# Wine bottle holder



## Kenbo (Sep 16, 2008)

I don't know what it was about this project when I saw it, that made me want to make it. I don't drink and I especially don't like wine, but for some reason, the project appealed to me. It is made from a 1/4" thick piece of oak, sandwiched between 2 pieces of 1/4" thick maple.



















Thanks for looking.
Ken


----------



## Webster (Mar 6, 2009)

That stands by it self like that Ken?? :blink:

Rick


----------



## Kenbo (Sep 16, 2008)

Yup, it just sits there. Something to do with the angle of the base and the angle of the interior cut for the bottle that makes it just "float" like that. Keeps the cork wet and apparently, that's important to a wine drinker. :huh:


----------



## joesdad (Nov 1, 2007)

That is very cool, I need one...:thumbsup:


----------



## ACP (Jan 24, 2009)

That is really cool. What happens when the bottle is half full? Or empty as it were.


----------



## Kenbo (Sep 16, 2008)

ACP said:


> What happens when the bottle is half full? Or empty as it were.


It still sits properly when it is half empty. It sits best when it is full. When it is completely empty like it is in the photo, it is a bit tippy. As long as there is some weight there, it's fine.
Ken


----------



## Streamwinner (Nov 25, 2008)

Great design. I love the leaves; they look really neat. Did you also scroll the vine "grabbers" (that's the technical term) or were they scratched/etched?


----------



## TomC (Oct 27, 2008)

Kenbo, very nice. Last Christmas I made several of a similiar design for presents. Below is a picture of them. They are made from mahogany and maple.
Tom


----------



## Kenbo (Sep 16, 2008)

Streamwinner said:


> Did you also scroll the vine "grabbers" (that's the technical term) or were they scratched/etched?


Everything is scrolled. I used a 2/0 blade for the scrolling of the grabbers, vines and leaves and a 2/0 spiral blade for the grapes.

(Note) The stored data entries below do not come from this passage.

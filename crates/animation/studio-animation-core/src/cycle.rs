//! Cycle arithmetic: pure functions over the normalized playback position.
//!
//! `cycle` is the normalized position within a sequence: [0,1) for looping
//! sequences (wrapping, negative dt wraps toward positive), [0,1] clamped
//! for non-looping ones (the sequence holds on its last frame). All the
//! wraparound-sensitive math lives here, isolated from the evaluator.

use studio_api_core::math::fmod_positive;

/// Wrap a cycle into [0, 1). Negative inputs wrap toward positive.
#[inline]
pub fn wrap_cycle(cycle: f32) -> f32 {
    fmod_positive(cycle, 1.0)
}

/// Advance a cycle by `dt` seconds.
///
/// `cycles_per_second` comes from the sequence (1 / duration); playback rate
/// multiplies it. Looping sequences wrap; non-looping ones clamp to [0,1]
/// so further advancement is a no-op.
#[inline]
pub fn advance_cycle(
    cycle: f32,
    dt: f32,
    cycles_per_second: f32,
    playback_rate: f32,
    looping: bool,
) -> f32 {
    let next = cycle + dt * playback_rate * cycles_per_second;
    if looping {
        wrap_cycle(next)
    } else {
        next.clamp(0.0, 1.0)
    }
}

/// Convert a cycle to a fractional frame index for an N-frame sequence.
#[inline]
pub fn cycle_to_frame(cycle: f32, frame_count: u32) -> f32 {
    cycle * frame_count.saturating_sub(1) as f32
}

/// Convert a frame index back to a cycle, clamped to [0,1].
#[inline]
pub fn frame_to_cycle(frame: f32, frame_count: u32) -> f32 {
    let span = frame_count.saturating_sub(1) as f32;
    if span <= 0.0 {
        0.0
    } else {
        (frame / span).clamp(0.0, 1.0)
    }
}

Tom, those look really great. I like the shape and the contrast. Nice job.


----------



## brown down (Mar 2, 2010)

nice work i have made them too but that scroll work really adds that something that has been missing in the ones i have made!!!


----------



## TexasTimbers (Oct 17, 2006)

I made a bunch of them a few years back for Christmas gifts too. My sister still treasures hers. She freaked out when she saw it. Couldn't believe it could stand like that. I made hers to stand at an extreme angle so that if the bottle were full, half full, or nearly empty it would still stand. Not all designs will do that. 


Nice job on yours Ken. One tip, you can make a jig for your drill press to hold the block of wood at an angle so the hole looks uniform clean. Another tip, always drill the hole the first thing so that if you bugger it up you haven't wasted any time on it. Ask me how I know. 



.


----------



## Kenbo (Sep 16, 2008)

TexasTimbers said:


> Nice job on yours Ken. One tip, you can make a jig for your drill press to hold the block of wood at an angle so the hole looks uniform clean. Another tip, always drill the hole the first thing so that if you bugger it up you haven't wasted any time on it. Ask me how I know


That's a great tip TT. Thank you. About 15 minutes after posting this one on line, I received orders for them. The drilling jig is a great idea. I followed someone else's directions for making this one and didn't want to deviate from them but your idea would definitely make a cleaner appearance. I scrolled mine freehand with the scroll saw head tilted. Didn't have my glasses on and, well, you can see what happened. I'll have to get started on that jig.
Ken


----------



## Streamwinner (Nov 25, 2008)

Kenbo said:


> Everything is scrolled. I used a 2/0 blade for the scrolling of the grabbers, vines and leaves and a 2/0 spiral blade for the grapes.


That's really impressive. Such clean, smooth curves.


----------



## red (Sep 30, 2008)

That is very cool and a great Christmas gift! It is something that is very easy to ship north to family.

What is the angle cut at the bottom! Thanks.

Red


----------



## Kenbo (Sep 16, 2008)

red said:


> What is the angle cut at the bottom! Thanks.
> 
> Red


Hi Red. The bottom is cut at 40 degrees and the hole is cut at 30 degrees. Hope this helps. If you're going to make some, be sure to post the photos.
Ken


----------